- Problem statement
Work out how many lines of the listing below mention the word "matches", and give only that figure.

- Data supplied

┄┄┄┄┄┄┄┄┄┄

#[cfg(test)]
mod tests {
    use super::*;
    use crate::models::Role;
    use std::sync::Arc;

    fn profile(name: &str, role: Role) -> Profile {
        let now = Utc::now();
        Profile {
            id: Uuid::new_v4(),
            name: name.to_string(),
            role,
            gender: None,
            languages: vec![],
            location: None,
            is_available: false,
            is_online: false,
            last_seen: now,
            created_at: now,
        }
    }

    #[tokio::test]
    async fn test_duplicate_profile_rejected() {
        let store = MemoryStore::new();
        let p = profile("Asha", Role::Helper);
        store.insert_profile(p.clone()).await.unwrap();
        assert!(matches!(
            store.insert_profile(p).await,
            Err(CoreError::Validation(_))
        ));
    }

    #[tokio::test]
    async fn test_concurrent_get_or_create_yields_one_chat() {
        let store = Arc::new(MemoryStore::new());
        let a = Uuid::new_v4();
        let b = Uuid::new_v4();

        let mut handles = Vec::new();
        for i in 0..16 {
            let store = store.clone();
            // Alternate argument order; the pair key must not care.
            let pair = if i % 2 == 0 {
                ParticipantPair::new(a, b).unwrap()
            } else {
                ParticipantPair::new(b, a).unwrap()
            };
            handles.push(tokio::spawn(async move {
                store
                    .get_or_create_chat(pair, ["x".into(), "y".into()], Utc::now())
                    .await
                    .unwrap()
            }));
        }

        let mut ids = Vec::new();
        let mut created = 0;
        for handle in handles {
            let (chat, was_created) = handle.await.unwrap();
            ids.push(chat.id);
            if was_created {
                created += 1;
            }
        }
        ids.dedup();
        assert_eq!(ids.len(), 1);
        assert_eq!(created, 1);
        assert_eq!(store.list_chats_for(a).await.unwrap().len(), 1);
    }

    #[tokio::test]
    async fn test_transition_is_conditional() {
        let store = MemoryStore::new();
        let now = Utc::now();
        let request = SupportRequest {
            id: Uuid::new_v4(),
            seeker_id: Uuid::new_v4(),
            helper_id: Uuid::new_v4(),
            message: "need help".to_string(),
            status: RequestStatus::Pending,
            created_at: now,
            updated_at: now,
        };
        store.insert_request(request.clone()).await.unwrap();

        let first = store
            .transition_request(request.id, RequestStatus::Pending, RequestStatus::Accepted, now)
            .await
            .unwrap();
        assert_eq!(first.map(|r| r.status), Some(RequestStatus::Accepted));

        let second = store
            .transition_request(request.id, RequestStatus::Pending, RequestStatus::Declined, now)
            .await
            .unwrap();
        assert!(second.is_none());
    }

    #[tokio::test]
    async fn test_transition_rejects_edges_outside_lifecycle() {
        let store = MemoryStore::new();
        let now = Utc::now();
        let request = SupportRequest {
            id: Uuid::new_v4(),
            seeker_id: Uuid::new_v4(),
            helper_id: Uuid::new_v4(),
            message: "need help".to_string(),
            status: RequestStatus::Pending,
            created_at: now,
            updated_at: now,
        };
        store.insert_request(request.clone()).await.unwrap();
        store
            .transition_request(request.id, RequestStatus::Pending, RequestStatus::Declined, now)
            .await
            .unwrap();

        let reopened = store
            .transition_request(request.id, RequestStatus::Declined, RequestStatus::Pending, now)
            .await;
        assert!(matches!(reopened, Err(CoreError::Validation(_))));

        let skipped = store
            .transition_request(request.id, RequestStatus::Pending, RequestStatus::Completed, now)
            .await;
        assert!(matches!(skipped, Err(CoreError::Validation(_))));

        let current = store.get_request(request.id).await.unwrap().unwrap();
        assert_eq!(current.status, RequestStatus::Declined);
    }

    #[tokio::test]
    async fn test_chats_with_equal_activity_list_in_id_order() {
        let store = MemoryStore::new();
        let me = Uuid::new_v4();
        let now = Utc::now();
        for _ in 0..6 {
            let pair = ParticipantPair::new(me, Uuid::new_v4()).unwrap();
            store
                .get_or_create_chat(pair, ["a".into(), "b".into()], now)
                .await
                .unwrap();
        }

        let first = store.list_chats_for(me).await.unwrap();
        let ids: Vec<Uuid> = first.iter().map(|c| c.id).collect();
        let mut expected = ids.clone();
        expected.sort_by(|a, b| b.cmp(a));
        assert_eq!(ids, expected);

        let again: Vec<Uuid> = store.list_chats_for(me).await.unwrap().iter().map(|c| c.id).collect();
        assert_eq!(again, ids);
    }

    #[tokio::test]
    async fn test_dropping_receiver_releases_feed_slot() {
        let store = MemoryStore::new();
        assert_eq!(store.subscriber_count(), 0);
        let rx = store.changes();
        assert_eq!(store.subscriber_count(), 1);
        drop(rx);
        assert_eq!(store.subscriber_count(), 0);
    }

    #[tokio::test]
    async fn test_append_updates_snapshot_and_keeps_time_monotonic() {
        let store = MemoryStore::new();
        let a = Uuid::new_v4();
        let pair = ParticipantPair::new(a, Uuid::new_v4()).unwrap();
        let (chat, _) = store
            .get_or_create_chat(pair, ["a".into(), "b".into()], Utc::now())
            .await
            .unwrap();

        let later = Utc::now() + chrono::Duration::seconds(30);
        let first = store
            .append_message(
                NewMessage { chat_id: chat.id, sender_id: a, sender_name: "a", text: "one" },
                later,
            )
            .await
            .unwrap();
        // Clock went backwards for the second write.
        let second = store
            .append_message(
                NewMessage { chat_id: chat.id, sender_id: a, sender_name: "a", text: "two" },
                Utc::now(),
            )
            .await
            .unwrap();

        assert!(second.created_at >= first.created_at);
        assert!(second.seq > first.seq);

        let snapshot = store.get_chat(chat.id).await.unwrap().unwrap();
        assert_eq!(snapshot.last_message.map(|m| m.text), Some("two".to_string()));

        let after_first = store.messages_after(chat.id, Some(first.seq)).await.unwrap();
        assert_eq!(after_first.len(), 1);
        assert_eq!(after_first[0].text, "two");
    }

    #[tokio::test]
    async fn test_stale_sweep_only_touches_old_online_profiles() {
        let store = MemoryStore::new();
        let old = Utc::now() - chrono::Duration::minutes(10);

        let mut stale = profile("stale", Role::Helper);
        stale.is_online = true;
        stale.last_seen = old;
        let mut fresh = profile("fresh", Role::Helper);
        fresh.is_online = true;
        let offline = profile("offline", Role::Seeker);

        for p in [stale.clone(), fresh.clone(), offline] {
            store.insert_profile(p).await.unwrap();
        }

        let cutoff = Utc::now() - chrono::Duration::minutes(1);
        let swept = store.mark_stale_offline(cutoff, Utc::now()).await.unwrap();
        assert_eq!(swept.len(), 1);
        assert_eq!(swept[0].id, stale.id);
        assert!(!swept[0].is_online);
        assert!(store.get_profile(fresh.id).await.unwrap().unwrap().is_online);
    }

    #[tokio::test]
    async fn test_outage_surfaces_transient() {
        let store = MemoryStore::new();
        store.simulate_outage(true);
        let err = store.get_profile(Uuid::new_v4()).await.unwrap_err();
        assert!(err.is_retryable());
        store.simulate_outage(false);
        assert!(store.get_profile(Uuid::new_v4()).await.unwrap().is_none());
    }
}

┄┄┄┄┄┄┄┄┄┄

- Solved problem
3